Dataset ->
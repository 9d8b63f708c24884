//! Cloud cost analysis library
//!
//! This crate provides the rule-based analysis of a cost dataset:
//! - Waste detection (idle and orphaned resources)
//! - Tiered optimization recommendations
//! - Multi-scenario cost forecasting
//! - Tag governance compliance
//! - Cost visibility breakdowns
//! - Orchestration, validation and observability around the engines

pub mod analysis;
pub mod config;
pub mod demo;
pub mod engine;
pub mod error;
pub mod models;
pub mod observability;
pub mod pricing;
mod validation;

pub use analysis::{AnalysisMetadata, AnalysisRequest, AnalysisResult, Analyzer, BottomLine};
pub use config::{AnalysisConfig, ForecastConfig, GovernanceConfig, OptimizationConfig};
pub use error::{AnalysisError, Engine, ValidationError};
pub use models::*;
pub use observability::{AnalysisMetrics, StructuredLogger};
pub use pricing::PricingTable;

What is being asked -> Of the entries above, transcribe exactly those lines that fall between the line containing "pub mod error;" and the line containing "pub use models::*;", together with those two lines.

Response ->
pub mod error;
pub mod models;
pub mod observability;
pub mod pricing;
mod validation;

pub use analysis::{AnalysisMetadata, AnalysisRequest, AnalysisResult, Analyzer, BottomLine};
pub use config::{AnalysisConfig, ForecastConfig, GovernanceConfig, OptimizationConfig};
pub use error::{AnalysisError, Engine, ValidationError};
pub use models::*;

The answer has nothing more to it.